In response, FNBN notes that the bankruptcy court found only that Ms. Quintero did not
herself personally affix the allonge to the Note at the time she made the endorsement. (ECF No.
12 at 11).
FNBN states that Shahid incorrectly assumes that none of the allonges are now
physically attached to the Note. (ECF No. 12 at 11). Further, FNBN contends that Quintero
provided adequate evidence of her employment with FNB of Nevada and its successor entities, as
well as knowledge of Shahid' s loan. (ECF No. 12 at 15).
There is a presumption of authorization and authenticity afforded endorsements on
negotiable instruments under Mo.Rev.Stat. §400.3-308(a). Section 400.3-308 provides:
In an action with respect to an instrument, the authenticity of, and authority to
make, each signature on the instrument is admitted unless specifically denied in the
pleadings. If the validity of a signature is denied in the pleadings, the burden of
establishing validity is on the person claiming validity, but the signature is
presumed to be authentic and authorized unless the action is to enforce the liability
of the purported signer and the signer is dead or incompetent at the time of trial of
the issue of validity of the signature. If an action to enforce the instrument is
brought against a person as the undisclosed principal of a person who signed the
instrument as a party to the instrument, the plaintiff has the burden of establishing
that the defendant is liable on the instrument as a represented person under Section
The Court finds that Shahid has failed to rebut this presumption.
overwhelming evidence is that Ms. Quintero provided an affidavit detailing her
employment by FNB Arizona and its successor entities through Oncall Staffing. Ms.
Quintero also submitted W-2 ' s that evidenced her employment with Oncall Staffing.
(ECF No. 12 at 15). From January 1, 2007 through approximately March 2009, Quintero
was employed as an assistant Vice President within the Collateral Warehouse Division of
FNB of Arizona and its successor entities FNB of Nevada and the FDIC as Receiver.

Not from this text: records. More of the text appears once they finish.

//! Error handling foundation for adpipe.
//!
//! This module provides only the `Result` type alias using rootcause.
//! Each crate defines its own domain-specific error types in their own
//! error modules and converts them into a `Report` at its public boundary.

use rootcause::Report;

/// A Result type alias using rootcause's Report for error handling.
pub type Result<T, C = ()> = std::result::Result<T, Report<C>>;

#[cfg(test)]
mod tests {
    use super::*;

    #[test]
    fn result_type_works() {
        let ok: Result<i32> = Ok(42);
        assert_eq!(ok.expect("should be ok"), 42);
    }
}
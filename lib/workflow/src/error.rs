//! Error types for the workflow crate.
//!
//! - `StoreError`: session store failures, knows nothing about steps
//! - `WorkflowError`: everything a caller of the orchestrator can see
//!
//! Orchestrator operations return `Report<WorkflowError>`; callers read
//! the kind back through `Report::current_context()`.

use crate::step::{Field, StepId};
use adpipe_core::SessionId;
use adpipe_integration::{Collaborator, CollaboratorError};
use std::fmt;

/// Errors from session store operations.
#[derive(Debug, Clone, PartialEq, Eq)]
pub enum StoreError {
    /// `create` was asked for an id that is already stored.
    AlreadyExists { session_id: SessionId },
    /// Reading a stored session failed.
    ReadFailed { message: String },
    /// Writing a session failed.
    WriteFailed { message: String },
    /// A stored session could not be decoded.
    Corrupt { session_id: SessionId, message: String },
}

impl fmt::Display for StoreError {
    fn fmt(&self, f: &mut fmt::Formatter<'_>) -> fmt::Result {
        match self {
            Self::AlreadyExists { session_id } => {
                write!(f, "session already exists: {session_id}")
            }
            Self::ReadFailed { message } => write!(f, "session read failed: {message}"),
            Self::WriteFailed { message } => write!(f, "session write failed: {message}"),
            Self::Corrupt {
                session_id,
                message,
            } => write!(f, "stored session {session_id} is corrupt: {message}"),
        }
    }
}

impl std::error::Error for StoreError {}

/// Errors from workflow operations.
#[derive(Debug, Clone, PartialEq, Eq)]
pub enum WorkflowError {
    /// No state is stored for the session.
    NotFound { session_id: SessionId },
    /// A session with this id already exists.
    AlreadyExists { session_id: SessionId },
    /// The step cannot run because prerequisite fields are unset.
    StepNotReady { step: StepId, missing: Vec<Field> },
    /// No step could be recognized in the navigation text.
    AmbiguousNavigation { text: String },
    /// The navigation target is not reachable yet.
    PrerequisiteNotMet { target: StepId, missing: Vec<Field> },
    /// Another operation on the session is in flight.
    SessionBusy { session_id: SessionId },
    /// An external call failed or timed out.
    CollaboratorFailure {
        collaborator: Collaborator,
        message: String,
    },
    /// The input was malformed.
    Validation { message: String },
    /// The session store failed.
    Storage { message: String },
}

impl WorkflowError {
    /// Wraps a collaborator failure with the collaborator's name.
    #[must_use]
    pub fn collaborator(collaborator: Collaborator, error: &CollaboratorError) -> Self {
        Self::CollaboratorFailure {
            collaborator,
            message: error.to_string(),
        }
    }

    /// Creates a validation error.
    #[must_use]
    pub fn validation(message: impl Into<String>) -> Self {
        Self::Validation {
            message: message.into(),
        }
    }

    /// A stable snake_case token for the error kind.
    #[must_use]
    pub fn kind(&self) -> &'static str {
        match self {
            Self::NotFound { .. } => "not_found",
            Self::AlreadyExists { .. } => "already_exists",
            Self::StepNotReady { .. } => "step_not_ready",
            Self::AmbiguousNavigation { .. } => "ambiguous_navigation",
            Self::PrerequisiteNotMet { .. } => "prerequisite_not_met",
            Self::SessionBusy { .. } => "session_busy",
            Self::CollaboratorFailure { .. } => "collaborator_failure",
            Self::Validation { .. } => "validation",
            Self::Storage { .. } => "storage",
        }
    }
}

fn join_fields(fields: &[Field]) -> String {
    fields
        .iter()
        .map(Field::as_str)
        .collect::<Vec<_>>()
        .join(", ")
}

impl fmt::Display for WorkflowError {
    fn fmt(&self, f: &mut fmt::Formatter<'_>) -> fmt::Result {
        match self {
            Self::NotFound { session_id } => write!(f, "session not found: {session_id}"),
            Self::AlreadyExists { session_id } => {
                write!(f, "session already exists: {session_id}")
            }
            Self::StepNotReady { step, missing } => {
                write!(f, "step {step} is not ready, missing: {}", join_fields(missing))
            }
            Self::AmbiguousNavigation { text } => {
                write!(f, "could not tell which step '{text}' refers to")
            }
            Self::PrerequisiteNotMet { target, missing } => {
                write!(
                    f,
                    "cannot go to {target} yet, missing: {}",
                    join_fields(missing)
                )
            }
            Self::SessionBusy { session_id } => {
                write!(f, "session {session_id} is busy with another operation")
            }
            Self::CollaboratorFailure {
                collaborator,
                message,
            } => write!(f, "{collaborator} failed: {message}"),
            Self::Validation { message } => write!(f, "invalid input: {message}"),
            Self::Storage { message } => write!(f, "storage error: {message}"),
        }
    }
}

impl std::error::Error for WorkflowError {}

impl From<StoreError> for WorkflowError {
    fn from(err: StoreError) -> Self {
        match err {
            StoreError::AlreadyExists { session_id } => Self::AlreadyExists { session_id },
            other => Self::Storage {
                message: other.to_string(),
            },
        }
    }
}

#[cfg(test)]
mod tests {
    use super::*;

    #[test]
    fn step_not_ready_lists_missing_fields() {
        let err = WorkflowError::StepNotReady {
            step: StepId::GenerateVideo,
            missing: vec![Field::SelectedAvatarId, Field::Audio],
        };
        assert_eq!(
            err.to_string(),
            "step generate_video is not ready, missing: selected_avatar_id, audio"
        );
        assert_eq!(err.kind(), "step_not_ready");
    }

    #[test]
    fn collaborator_failure_names_collaborator() {
        let err = WorkflowError::collaborator(
            Collaborator::VoiceSynthesizer,
            &CollaboratorError::Timeout { after_secs: 120 },
        );
        assert_eq!(err.to_string(), "voice_synthesizer failed: timed out after 120s");
        assert_eq!(err.kind(), "collaborator_failure");
    }

    #[test]
    fn store_already_exists_keeps_kind() {
        let session_id = SessionId::new();
        let err: WorkflowError = StoreError::AlreadyExists { session_id }.into();
        assert_eq!(err, WorkflowError::AlreadyExists { session_id });

        let err: WorkflowError = StoreError::WriteFailed {
            message: "disk full".to_string(),
        }
        .into();
        assert_eq!(err.kind(), "storage");
        assert!(err.to_string().contains("disk full"));
    }
}
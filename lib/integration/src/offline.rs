//! Deterministic local collaborators.
//!
//! These stand in for the scraper, the generation models, the renderer and
//! the ad platform when no vendor adapter is configured. Output depends only
//! on the input and on per-instance call counters, which makes them usable
//! as test doubles as well as for running the server without credentials.

use crate::collaborator::{
    AdPlatform, AnalysisRequest, AvatarRenderer, CampaignPlanner, CampaignRequest, Collaborators,
    ImageGenerator, ImageRequest, ProductAnalyst, ProductScraper, PublishRequest, ScriptRequest,
    ScriptWriter, VoiceSynthesizer,
};
use crate::error::CollaboratorError;
use crate::types::{
    AdAccount, Analysis, AudioRef, Avatar, CampaignConfig, CampaignDraft, ImageBatch, MediaKind,
    ProductData, PublishResult, VideoJob, VideoStatus,
};
use async_trait::async_trait;
use std::sync::Arc;
use std::sync::atomic::{AtomicU64, Ordering};

const SCRIPTS_PER_RUN: usize = 3;
const IMAGES_PER_RUN: usize = 2;
const DEFAULT_DAILY_BUDGET_CENTS: u64 = 2000;

/// Offline implementation of every collaborator trait.
#[derive(Debug, Default)]
pub struct OfflineCollaborators {
    script_runs: AtomicU64,
    image_runs: AtomicU64,
    audio_runs: AtomicU64,
    video_jobs: AtomicU64,
    publishes: AtomicU64,
}

impl OfflineCollaborators {
    /// Creates a fresh set with all counters at zero.
    #[must_use]
    pub fn new() -> Self {
        Self::default()
    }

    fn avatars() -> Vec<Avatar> {
        [
            ("avatar-anna", "Anna"),
            ("avatar-ben", "Ben"),
            ("avatar-chloe", "Chloe"),
        ]
        .into_iter()
        .map(|(id, name)| Avatar {
            id: id.to_string(),
            name: name.to_string(),
            preview_url: Some(format!("offline://avatars/{id}.png")),
        })
        .collect()
    }

    fn ad_accounts() -> Vec<AdAccount> {
        vec![
            AdAccount {
                id: "act_1001".to_string(),
                name: "Main Store".to_string(),
                currency: Some("USD".to_string()),
            },
            AdAccount {
                id: "act_2002".to_string(),
                name: "Outlet".to_string(),
                currency: Some("EUR".to_string()),
            },
        ]
    }
}

impl Collaborators {
    /// Wires every collaborator to one shared `OfflineCollaborators`.
    #[must_use]
    pub fn offline() -> Self {
        let offline = Arc::new(OfflineCollaborators::new());
        Self {
            scraper: offline.clone(),
            analyst: offline.clone(),
            script_writer: offline.clone(),
            image_generator: offline.clone(),
            voice: offline.clone(),
            avatar_renderer: offline.clone(),
            campaign_planner: offline.clone(),
            ad_platform: offline,
        }
    }
}

/// Turns the last path segment of a URL into a product title.
fn title_from_url(url: &str) -> String {
    let path = url
        .split_once("://")
        .map_or(url, |(_, rest)| rest)
        .split(['?', '#'])
        .next()
        .unwrap_or_default();
    let segment = path
        .trim_end_matches('/')
        .rsplit('/')
        .next()
        .filter(|s| !s.is_empty() && !s.contains('.'))
        .unwrap_or("product");

    segment
        .split(['-', '_'])
        .filter(|word| !word.is_empty())
        .map(|word| {
            let mut chars = word.chars();
            match chars.next() {
                Some(first) => first.to_uppercase().chain(chars).collect::<String>(),
                None => String::new(),
            }
        })
        .collect::<Vec<_>>()
        .join(" ")
}

#[async_trait]
impl ProductScraper for OfflineCollaborators {
    async fn scrape_product(&self, url: &str) -> Result<ProductData, CollaboratorError> {
        if !(url.starts_with("http://") || url.starts_with("https://")) {
            return Err(CollaboratorError::Rejected {
                reason: format!("not an http(s) URL: {url}"),
            });
        }
        let title = title_from_url(url);
        tracing::debug!(url, title = %title, "offline scrape");

        Ok(ProductData {
            url: url.to_string(),
            description: format!("{title} for everyday use."),
            price: Some("$29.99".to_string()),
            image_urls: vec![format!("{}/image.jpg", url.trim_end_matches('/'))],
            raw_text: format!("{title}. Free shipping. 30-day returns."),
            title,
        })
    }
}

#[async_trait]
impl ProductAnalyst for OfflineCollaborators {
    async fn analyze_product(
        &self,
        request: AnalysisRequest<'_>,
    ) -> Result<Analysis, CollaboratorError> {
        let title = &request.product.title;
        let mut marketing_angles = vec![format!("{title} makes the day easier")];
        marketing_angles.extend(request.history.iter().map(|f| format!("Adjusted: {f}")));

        Ok(Analysis {
            category: "General".to_string(),
            features: vec![format!("{title} quality"), "Fast shipping".to_string()],
            target_audience: match request.feedback {
                Some(feedback) => format!("Shoppers ({feedback})"),
                None => "Online shoppers".to_string(),
            },
            usps: vec!["Free shipping".to_string(), "30-day returns".to_string()],
            marketing_angles,
            positioning: format!("{title} at a fair price"),
        })
    }
}

#[async_trait]
impl ScriptWriter for OfflineCollaborators {
    async fn generate_scripts(
        &self,
        request: ScriptRequest<'_>,
    ) -> Result<Vec<String>, CollaboratorError> {
        let run = self.script_runs.fetch_add(1, Ordering::Relaxed) + 1;
        let title = &request.product.title;
        let tone = request.feedback.unwrap_or("upbeat");

        Ok((1..=SCRIPTS_PER_RUN)
            .map(|n| {
                format!(
                    "[v{run}.{n}] Meet {title}. {} Tone: {tone}.",
                    request
                        .analysis
                        .usps
                        .first()
                        .map_or("Made for you.", String::as_str)
                )
            })
            .collect())
    }

    async fn refine_script(
        &self,
        script: &str,
        feedback: &str,
    ) -> Result<String, CollaboratorError> {
        Ok(format!("{script} (revised: {feedback})"))
    }
}

#[async_trait]
impl ImageGenerator for OfflineCollaborators {
    async fn generate_images(
        &self,
        request: ImageRequest<'_>,
    ) -> Result<ImageBatch, CollaboratorError> {
        let run = self.image_runs.fetch_add(1, Ordering::Relaxed) + 1;
        let subject = request.product.map_or("the product", |p| p.title.as_str());
        let mut prompt = format!("Ad visual of {subject}: {}", request.script);
        if let Some(feedback) = request.feedback {
            prompt.push_str(&format!(" Style: {feedback}."));
        }

        Ok(ImageBatch {
            prompt,
            images: (1..=IMAGES_PER_RUN)
                .map(|n| format!("offline://images/{run}-{n}.png"))
                .collect(),
        })
    }
}

#[async_trait]
impl VoiceSynthesizer for OfflineCollaborators {
    async fn synthesize_audio(&self, script: &str) -> Result<AudioRef, CollaboratorError> {
        if script.trim().is_empty() {
            return Err(CollaboratorError::Rejected {
                reason: "empty script".to_string(),
            });
        }
        let run = self.audio_runs.fetch_add(1, Ordering::Relaxed) + 1;
        let words = script.split_whitespace().count();

        Ok(AudioRef {
            uri: format!("offline://audio/{run}.mp3"),
            // roughly 2.5 words per second of speech
            duration_secs: Some(words as f32 / 2.5),
        })
    }
}

#[async_trait]
impl AvatarRenderer for OfflineCollaborators {
    async fn list_avatars(&self) -> Result<Vec<Avatar>, CollaboratorError> {
        Ok(Self::avatars())
    }

    async fn render_video(
        &self,
        _audio: &AudioRef,
        avatar_id: &str,
    ) -> Result<VideoJob, CollaboratorError> {
        if !Self::avatars().iter().any(|a| a.id == avatar_id) {
            return Err(CollaboratorError::Rejected {
                reason: format!("unknown avatar: {avatar_id}"),
            });
        }
        let job = self.video_jobs.fetch_add(1, Ordering::Relaxed) + 1;

        Ok(VideoJob {
            job_id: format!("job-{job}"),
            status: VideoStatus::Processing,
            url: None,
        })
    }

    async fn video_status(&self, job_id: &str) -> Result<VideoJob, CollaboratorError> {
        if !job_id.starts_with("job-") {
            return Err(CollaboratorError::Rejected {
                reason: format!("unknown job: {job_id}"),
            });
        }

        Ok(VideoJob {
            job_id: job_id.to_string(),
            status: VideoStatus::Completed,
            url: Some(format!("offline://video/{job_id}.mp4")),
        })
    }
}

#[async_trait]
impl CampaignPlanner for OfflineCollaborators {
    async fn draft_campaign(
        &self,
        request: CampaignRequest<'_>,
    ) -> Result<CampaignDraft, CollaboratorError> {
        let title = request.product.map_or("Product", |p| p.title.as_str());
        let link = request.product.map_or_else(String::new, |p| p.url.clone());
        let objective = match request.media.kind {
            MediaKind::Video => "VIDEO_VIEWS",
            MediaKind::Image => "OUTCOME_TRAFFIC",
        };
        let mut config = match request.current {
            Some(current) => current.clone(),
            None => CampaignConfig {
                name: format!("{title} campaign"),
                objective: objective.to_string(),
                daily_budget_cents: DEFAULT_DAILY_BUDGET_CENTS,
                countries: vec!["US".to_string()],
                age_min: 18,
                age_max: 65,
                headline: title.to_string(),
                primary_text: request.script.unwrap_or(title).to_string(),
                call_to_action: "SHOP_NOW".to_string(),
                link,
                extra: serde_json::Value::Null,
            },
        };
        config.objective = objective.to_string();
        if let Some(feedback) = request.feedback {
            config.primary_text = format!("{} ({feedback})", config.primary_text);
        }

        let preview = format!(
            "{}: {} per day, {} targeting {} aged {}-{}, creative {}",
            config.name,
            format_cents(config.daily_budget_cents),
            config.objective,
            config.countries.join(", "),
            config.age_min,
            config.age_max,
            request.media.uri,
        );
        Ok(CampaignDraft { config, preview })
    }
}

fn format_cents(cents: u64) -> String {
    format!("${}.{:02}", cents / 100, cents % 100)
}

#[async_trait]
impl AdPlatform for OfflineCollaborators {
    async fn list_ad_accounts(&self) -> Result<Vec<AdAccount>, CollaboratorError> {
        Ok(Self::ad_accounts())
    }

    async fn publish_campaign(
        &self,
        request: PublishRequest<'_>,
    ) -> Result<PublishResult, CollaboratorError> {
        if !Self::ad_accounts().iter().any(|a| a.id == request.account_id) {
            return Err(CollaboratorError::Rejected {
                reason: format!("unknown ad account: {}", request.account_id),
            });
        }
        if request.media.is_none() {
            return Err(CollaboratorError::Rejected {
                reason: "campaign has no creative".to_string(),
            });
        }
        let n = self.publishes.fetch_add(1, Ordering::Relaxed) + 1;
        tracing::info!(account_id = request.account_id, campaign = %request.config.name, "offline publish");

        Ok(PublishResult {
            campaign_id: format!("cmp-{n}"),
            adset_id: format!("adset-{n}"),
            ad_id: format!("ad-{n}"),
            status: "PAUSED".to_string(),
            manager_url: Some(format!(
                "offline://ads-manager/{}/campaigns/cmp-{n}",
                request.account_id
            )),
        })
    }
}
//! Payload types exchanged with collaborators.
//!
//! These are stored verbatim in the session state, so every type here is
//! serializable and compares by value.

use serde::{Deserialize, Serialize};
use serde_json::Value as JsonValue;

/// What the scraper extracted from a product page.
#[derive(Debug, Clone, PartialEq, Serialize, Deserialize)]
pub struct ProductData {
    /// The page that was scraped.
    pub url: String,
    /// Product title.
    pub title: String,
    /// Product description.
    #[serde(default)]
    pub description: String,
    /// Display price, as shown on the page.
    #[serde(default)]
    pub price: Option<String>,
    /// Product image URLs found on the page.
    #[serde(default)]
    pub image_urls: Vec<String>,
    /// Remaining page text, used as extra context for generation.
    #[serde(default)]
    pub raw_text: String,
}

/// Marketing analysis of a product.
#[derive(Debug, Clone, Default, PartialEq, Serialize, Deserialize)]
pub struct Analysis {
    /// Product category.
    #[serde(default)]
    pub category: String,
    /// Key product features.
    #[serde(default)]
    pub features: Vec<String>,
    /// Target audience description.
    #[serde(default)]
    pub target_audience: String,
    /// Unique selling propositions.
    #[serde(default)]
    pub usps: Vec<String>,
    /// Marketing angles and emotional triggers.
    #[serde(default)]
    pub marketing_angles: Vec<String>,
    /// Competitive positioning.
    #[serde(default)]
    pub positioning: String,
}

/// A batch of generated images and the prompt that produced it.
#[derive(Debug, Clone, PartialEq, Eq, Serialize, Deserialize)]
pub struct ImageBatch {
    /// The prompt sent to the image model.
    pub prompt: String,
    /// URIs of the generated images, in generation order.
    pub images: Vec<String>,
}

/// A synthesized voice-over.
#[derive(Debug, Clone, PartialEq, Serialize, Deserialize)]
pub struct AudioRef {
    /// Where the audio file can be fetched.
    pub uri: String,
    /// Length of the clip, when the synthesizer reports it.
    #[serde(default)]
    pub duration_secs: Option<f32>,
}

/// A presenter avatar offered by the renderer.
#[derive(Debug, Clone, PartialEq, Eq, Serialize, Deserialize)]
pub struct Avatar {
    /// Renderer-specific avatar id.
    pub id: String,
    /// Display name.
    pub name: String,
    /// Optional preview image.
    #[serde(default)]
    pub preview_url: Option<String>,
}

/// Rendering status of a video job.
#[derive(Debug, Clone, Copy, PartialEq, Eq, Serialize, Deserialize)]
#[serde(rename_all = "snake_case")]
pub enum VideoStatus {
    /// Accepted, not started.
    Pending,
    /// Rendering.
    Processing,
    /// Finished; the URL is available.
    Completed,
    /// The renderer gave up.
    Failed,
}

impl VideoStatus {
    /// Returns true if the renderer will not change this job any more.
    #[must_use]
    pub fn is_terminal(&self) -> bool {
        matches!(self, Self::Completed | Self::Failed)
    }
}

/// A video render job.
#[derive(Debug, Clone, PartialEq, Eq, Serialize, Deserialize)]
pub struct VideoJob {
    /// Renderer job id, used for polling.
    pub job_id: String,
    /// Last known status.
    pub status: VideoStatus,
    /// Final video URL once completed.
    #[serde(default)]
    pub url: Option<String>,
}

/// An ad account the user can publish to.
#[derive(Debug, Clone, PartialEq, Eq, Serialize, Deserialize)]
pub struct AdAccount {
    /// Platform account id.
    pub id: String,
    /// Display name.
    pub name: String,
    /// Billing currency.
    #[serde(default)]
    pub currency: Option<String>,
}

/// The kind of creative attached to a campaign.
#[derive(Debug, Clone, Copy, PartialEq, Eq, Serialize, Deserialize)]
#[serde(rename_all = "snake_case")]
pub enum MediaKind {
    /// A still image.
    Image,
    /// A rendered video.
    Video,
}

/// The creative chosen for a campaign.
#[derive(Debug, Clone, PartialEq, Eq, Serialize, Deserialize)]
pub struct MediaRef {
    /// Where the media lives.
    pub uri: String,
    /// Image or video.
    pub kind: MediaKind,
}

/// Ad campaign settings.
#[derive(Debug, Clone, PartialEq, Serialize, Deserialize)]
pub struct CampaignConfig {
    /// Campaign name.
    pub name: String,
    /// Platform objective (e.g. `OUTCOME_TRAFFIC`).
    pub objective: String,
    /// Daily budget in the account currency's minor unit.
    pub daily_budget_cents: u64,
    /// Targeted country codes.
    #[serde(default)]
    pub countries: Vec<String>,
    /// Minimum audience age.
    pub age_min: u8,
    /// Maximum audience age.
    pub age_max: u8,
    /// Ad headline.
    pub headline: String,
    /// Ad body text.
    pub primary_text: String,
    /// Call-to-action token (e.g. `LEARN_MORE`).
    pub call_to_action: String,
    /// Landing page.
    pub link: String,
    /// Platform-specific settings the engine does not interpret.
    #[serde(default)]
    pub extra: JsonValue,
}

/// A proposed campaign and its human-readable preview.
#[derive(Debug, Clone, PartialEq, Serialize, Deserialize)]
pub struct CampaignDraft {
    /// The proposed settings.
    pub config: CampaignConfig,
    /// Preview text shown to the user.
    pub preview: String,
}

/// What the ad platform created on publish.
#[derive(Debug, Clone, PartialEq, Eq, Serialize, Deserialize)]
pub struct PublishResult {
    /// Created campaign id.
    pub campaign_id: String,
    /// Created ad set id.
    pub adset_id: String,
    /// Created ad id.
    pub ad_id: String,
    /// Platform-reported delivery status (e.g. `PAUSED`).
    pub status: String,
    /// Link to the campaign in the platform's manager UI.
    #[serde(default)]
    pub manager_url: Option<String>,
}

#[cfg(test)]
mod tests {
    use super::*;

    #[test]
    fn video_status_terminal() {
        assert!(!VideoStatus::Pending.is_terminal());
        assert!(!VideoStatus::Processing.is_terminal());
        assert!(VideoStatus::Completed.is_terminal());
        assert!(VideoStatus::Failed.is_terminal());
    }

    #[test]
    fn analysis_tolerates_missing_keys() {
        let analysis: Analysis =
            serde_json::from_str(r#"{"category": "Home", "usps": ["cheap"]}"#).expect("parse");
        assert_eq!(analysis.category, "Home");
        assert_eq!(analysis.usps, vec!["cheap".to_string()]);
        assert!(analysis.features.is_empty());
    }

    #[test]
    fn media_kind_serializes_snake_case() {
        let media = MediaRef {
            uri: "https://cdn.example/v.mp4".to_string(),
            kind: MediaKind::Video,
        };
        let json = serde_json::to_value(&media).expect("serialize");
        assert_eq!(json["kind"], "video");
    }
}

(ECF No. 11 at 8). During the Receivership, Quintero remained in her same role and was
employed by OnCall Staffing. (Id) Quintero' s endorsement of allonges was within the
course and scope of her duties of employment as an Assistant Vice President in the
Collateral Warehouse Division of the FNB of Arizona and its successor entities FNB of
Nevada and the FDIC as Receiver. (ECF No. 11 at 9). Therefore, the Court holds that
the evidence does not demonstrate that Quintero engaged in a conspiracy to defraud Shahid
by fraudulently endorsing a note without authority because Quintero clearly had authority
to endorse the allonges.
IT IS HEREBY ORDERED that the judgment of the Bankruptcy Court is AFFIRMED.
An appropriate Judgment accompanies this Memorandum and Order.
IT IS FURTHER ORDERED that Shahid's Motion to Stay Pending Appeal (ECF Nos.
8-9) and Motion for Oral Argument (ECF No. 10) are DENIED.
Dated this 22nd day of December, 2014.